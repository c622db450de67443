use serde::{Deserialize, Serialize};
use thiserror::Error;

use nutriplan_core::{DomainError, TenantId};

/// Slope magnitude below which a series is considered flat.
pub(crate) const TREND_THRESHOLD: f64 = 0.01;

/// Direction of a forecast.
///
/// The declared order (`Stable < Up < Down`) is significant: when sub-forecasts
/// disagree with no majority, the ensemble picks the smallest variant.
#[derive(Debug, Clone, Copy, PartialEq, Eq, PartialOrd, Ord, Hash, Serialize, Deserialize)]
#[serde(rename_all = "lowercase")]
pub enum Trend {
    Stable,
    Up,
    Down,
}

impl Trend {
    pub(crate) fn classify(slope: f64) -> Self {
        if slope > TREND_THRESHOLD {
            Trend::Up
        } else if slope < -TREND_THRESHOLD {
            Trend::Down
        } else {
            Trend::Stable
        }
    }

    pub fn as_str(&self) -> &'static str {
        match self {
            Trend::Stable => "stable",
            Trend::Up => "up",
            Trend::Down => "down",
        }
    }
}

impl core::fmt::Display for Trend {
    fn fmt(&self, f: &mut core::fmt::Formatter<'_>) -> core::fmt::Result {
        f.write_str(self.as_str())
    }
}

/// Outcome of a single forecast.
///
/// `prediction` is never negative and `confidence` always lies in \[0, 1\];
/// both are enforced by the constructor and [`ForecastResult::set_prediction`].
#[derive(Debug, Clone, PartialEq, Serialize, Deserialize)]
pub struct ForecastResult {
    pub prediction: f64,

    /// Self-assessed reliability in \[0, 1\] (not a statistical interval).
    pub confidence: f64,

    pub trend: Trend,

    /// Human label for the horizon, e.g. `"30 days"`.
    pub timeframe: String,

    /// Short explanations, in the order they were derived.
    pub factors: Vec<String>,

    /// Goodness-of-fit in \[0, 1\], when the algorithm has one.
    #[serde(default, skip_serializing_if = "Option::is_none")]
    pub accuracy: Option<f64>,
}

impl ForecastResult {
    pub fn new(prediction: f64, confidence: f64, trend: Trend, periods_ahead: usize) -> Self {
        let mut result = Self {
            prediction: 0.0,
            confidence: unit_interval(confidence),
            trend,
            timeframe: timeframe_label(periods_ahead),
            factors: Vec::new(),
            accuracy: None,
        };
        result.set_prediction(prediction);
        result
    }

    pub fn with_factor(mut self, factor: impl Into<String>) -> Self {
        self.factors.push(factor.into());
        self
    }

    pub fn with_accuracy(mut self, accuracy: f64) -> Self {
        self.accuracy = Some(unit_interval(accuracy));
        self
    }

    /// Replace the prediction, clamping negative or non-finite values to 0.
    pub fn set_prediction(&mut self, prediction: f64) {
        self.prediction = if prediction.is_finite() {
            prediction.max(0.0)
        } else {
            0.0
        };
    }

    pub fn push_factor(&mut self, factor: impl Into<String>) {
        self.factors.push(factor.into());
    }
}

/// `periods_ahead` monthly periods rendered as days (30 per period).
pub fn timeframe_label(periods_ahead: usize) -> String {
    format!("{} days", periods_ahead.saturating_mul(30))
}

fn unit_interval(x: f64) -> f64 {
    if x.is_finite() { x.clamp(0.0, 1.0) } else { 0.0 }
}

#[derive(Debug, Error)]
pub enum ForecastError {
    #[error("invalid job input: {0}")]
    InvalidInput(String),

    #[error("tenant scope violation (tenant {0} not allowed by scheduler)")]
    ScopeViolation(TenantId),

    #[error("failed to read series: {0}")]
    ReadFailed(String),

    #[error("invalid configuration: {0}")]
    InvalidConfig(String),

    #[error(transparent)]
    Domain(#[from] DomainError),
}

○ ○ ○

Work to complete ▸ Would you return the whole listing exactly as written?

Answer to the exercise ▸
repository c622db450de67443
use serde::{Deserialize, Serialize};
use thiserror::Error;

use nutriplan_core::{DomainError, TenantId};

/// Slope magnitude below which a series is considered flat.
pub(crate) const TREND_THRESHOLD: f64 = 0.01;

/// Direction of a forecast.
///
/// The declared order (`Stable < Up < Down`) is significant: when sub-forecasts
/// disagree with no majority, the ensemble picks the smallest variant.
#[derive(Debug, Clone, Copy, PartialEq, Eq, PartialOrd, Ord, Hash, Serialize, Deserialize)]
#[serde(rename_all = "lowercase")]
pub enum Trend {
    Stable,
    Up,
    Down,
}

impl Trend {
    pub(crate) fn classify(slope: f64) -> Self {
        if slope > TREND_THRESHOLD {
            Trend::Up
        } else if slope < -TREND_THRESHOLD {
            Trend::Down
        } else {
            Trend::Stable
        }
    }

    pub fn as_str(&self) -> &'static str {
        match self {
            Trend::Stable => "stable",
            Trend::Up => "up",
            Trend::Down => "down",
        }
    }
}

impl core::fmt::Display for Trend {
    fn fmt(&self, f: &mut core::fmt::Formatter<'_>) -> core::fmt::Result {
        f.write_str(self.as_str())
    }
}

/// Outcome of a single forecast.
///
/// `prediction` is never negative and `confidence` always lies in \[0, 1\];
/// both are enforced by the constructor and [`ForecastResult::set_prediction`].
#[derive(Debug, Clone, PartialEq, Serialize, Deserialize)]
pub struct ForecastResult {
    pub prediction: f64,

    /// Self-assessed reliability in \[0, 1\] (not a statistical interval).
    pub confidence: f64,

    pub trend: Trend,

    /// Human label for the horizon, e.g. `"30 days"`.
    pub timeframe: String,

    /// Short explanations, in the order they were derived.
    pub factors: Vec<String>,

    /// Goodness-of-fit in \[0, 1\], when the algorithm has one.
    #[serde(default, skip_serializing_if = "Option::is_none")]
    pub accuracy: Option<f64>,
}

impl ForecastResult {
    pub fn new(prediction: f64, confidence: f64, trend: Trend, periods_ahead: usize) -> Self {
        let mut result = Self {
            prediction: 0.0,
            confidence: unit_interval(confidence),
            trend,
            timeframe: timeframe_label(periods_ahead),
            factors: Vec::new(),
            accuracy: None,
        };
        result.set_prediction(prediction);
        result
    }

    pub fn with_factor(mut self, factor: impl Into<String>) -> Self {
        self.factors.push(factor.into());
        self
    }

    pub fn with_accuracy(mut self, accuracy: f64) -> Self {
        self.accuracy = Some(unit_interval(accuracy));
        self
    }

    /// Replace the prediction, clamping negative or non-finite values to 0.
    pub fn set_prediction(&mut self, prediction: f64) {
        self.prediction = if prediction.is_finite() {
            prediction.max(0.0)
        } else {
            0.0
        };
    }

    pub fn push_factor(&mut self, factor: impl Into<String>) {
        self.factors.push(factor.into());
    }
}

/// `periods_ahead` monthly periods rendered as days (30 per period).
pub fn timeframe_label(periods_ahead: usize) -> String {
    format!("{} days", periods_ahead.saturating_mul(30))
}

fn unit_interval(x: f64) -> f64 {
    if x.is_finite() { x.clamp(0.0, 1.0) } else { 0.0 }
}

#[derive(Debug, Error)]
pub enum ForecastError {
    #[error("invalid job input: {0}")]
    InvalidInput(String),

    #[error("tenant scope violation (tenant {0} not allowed by scheduler)")]
    ScopeViolation(TenantId),

    #[error("failed to read series: {0}")]
    ReadFailed(String),

    #[error("invalid configuration: {0}")]
    InvalidConfig(String),

    #[error(transparent)]
    Domain(#[from] DomainError),
}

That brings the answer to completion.